Desafios para encontrar alguém que, de fato, faça frente a Lula e Bolsonaro são uma corrida contra o relógio – a qual, parece, os postulantes estão perdendo

De um lado, o atual presidente da República, com o que seria hoje o nicho de – pelo menos ou ainda – um quarto dos eleitores, além da máquina eleitoral e o apoio de boa parte do empresariado e do agronegócio. Do outro, um ex-presidente que terminou seu governo com altíssima popularidade, deixou saudades em boa parte dos brasileiros, foi envolvido e condenado por escândalos de corrupção, viu as sentenças serem anuladas e seu juiz declarado parcial e que, em vista da atual crise econômica e política, aparece para lhes trazer esperança, liderando com folga todas as pesquisas da corrida presidencial.

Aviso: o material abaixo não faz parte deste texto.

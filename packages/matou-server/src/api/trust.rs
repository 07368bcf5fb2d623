//! Trust graph endpoints.
//!
//! All reads anchor on the configured org identifier and are served from
//! the short-TTL graph cache; routing invalidates it on every append.

use axum::extract::{Path, Query, State};
use axum::Json;
use serde::Deserialize;
use serde_json::json;

use crate::error::ApiResult;
use crate::state::AppState;

/// GET /trust/graph query
#[derive(Debug, Deserialize)]
pub struct GraphQuery {
    /// Subgraph anchor; full graph when absent
    #[serde(default)]
    pub aid: Option<String>,
    /// BFS hop bound; negative or absent means unbounded
    #[serde(default)]
    pub depth: Option<i64>,
    /// Attach the summary block
    #[serde(default)]
    pub summary: Option<bool>,
}

/// GET /trust/scores query
#[derive(Debug, Deserialize)]
pub struct ScoresQuery {
    #[serde(default)]
    pub limit: Option<usize>,
}

/// GET /trust/graph — full graph or BFS subgraph, with optional summary.
pub async fn graph(
    State(state): State<AppState>,
    Query(query): Query<GraphQuery>,
) -> ApiResult<Json<serde_json::Value>> {
    let org_id = state.org_id()?;
    let full = state.trust().graph(&org_id)?;

    let graph = match &query.aid {
        Some(aid) => full.subgraph(aid, query.depth.unwrap_or(-1))?,
        None => (*full).clone(),
    };

    let mut response = json!({
        "orgId": graph.org_id,
        "nodes": graph.nodes,
        "edges": graph.edges,
    });
    if query.summary.unwrap_or(false) {
        response["summary"] = serde_json::to_value(graph.summary(state.trust().weights()))
            .unwrap_or(serde_json::Value::Null);
    }

    Ok(Json(response))
}

/// GET /trust/score/:aid — one node's score with its factor breakdown.
pub async fn score(
    State(state): State<AppState>,
    Path(aid): Path<String>,
) -> ApiResult<Json<serde_json::Value>> {
    let org_id = state.org_id()?;
    let score = state.trust().score(&org_id, &aid)?;
    Ok(Json(json!(score)))
}

/// GET /trust/scores?limit=… — all scores, highest first.
pub async fn scores(
    State(state): State<AppState>,
    Query(query): Query<ScoresQuery>,
) -> ApiResult<Json<serde_json::Value>> {
    let org_id = state.org_id()?;
    let scores = state.trust().top_scores(&org_id, query.limit)?;
    Ok(Json(json!({ "scores": scores })))
}

/// GET /trust/summary — aggregate graph statistics.
pub async fn summary(State(state): State<AppState>) -> ApiResult<Json<serde_json::Value>> {
    let org_id = state.org_id()?;
    let summary = state.trust().summary(&org_id)?;
    Ok(Json(json!(summary)))
}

No meio desses dois flancos, uma turma que luta para se viabilizar como uma terceira via tentando convencer os cerca de 30% que não estão nem com Jair Bolsonaro (sem partido) nem com Luiz Inácio Lula da Silva (PT), de acordo com os levantamentos de intenção de voto. São os possíveis candidatos a ocupar o centro político, todos tendo de trabalhar com esse potencial de não eleitores dos primeiros colocados.

Muitos dessa fatia ainda estão indecisos – o que significa que podem, inclusive, votar em um dos dois polos da disputa. Com algum otimismo, sobrariam 25% dos votos para ser divididos entre Ciro Gomes (PDT), Luiz Henrique Mandetta (DEM), José Luiz Datena (PSL), Rodrigo Pacheco (hoje no DEM, mas que deve se filiar ao PSD se for disputar) e o candidato do PSDB (hoje, João Doria ou Eduardo Leite).

O cientista político, pesquisador e professor da Universidade Federal Fluminense (UFF) Alberto Carlos Almeida – autor de A Cabeça do Eleitor e A Cabeça do Brasileiro, entre outras obras – é ainda mais restritivo quanto à porcentagem de votos a ser concentrada na chamada terceira via. Ele compara a situação dos candidatos de centro com a de um emparedamento. “De um lado da disputa está o presidente, sentado na cadeira da máquina; do outro, um ex que lá esteve por oito anos e saiu bem avaliado. Como entrar nisso? É um sanduíche, muito difícil”, diz.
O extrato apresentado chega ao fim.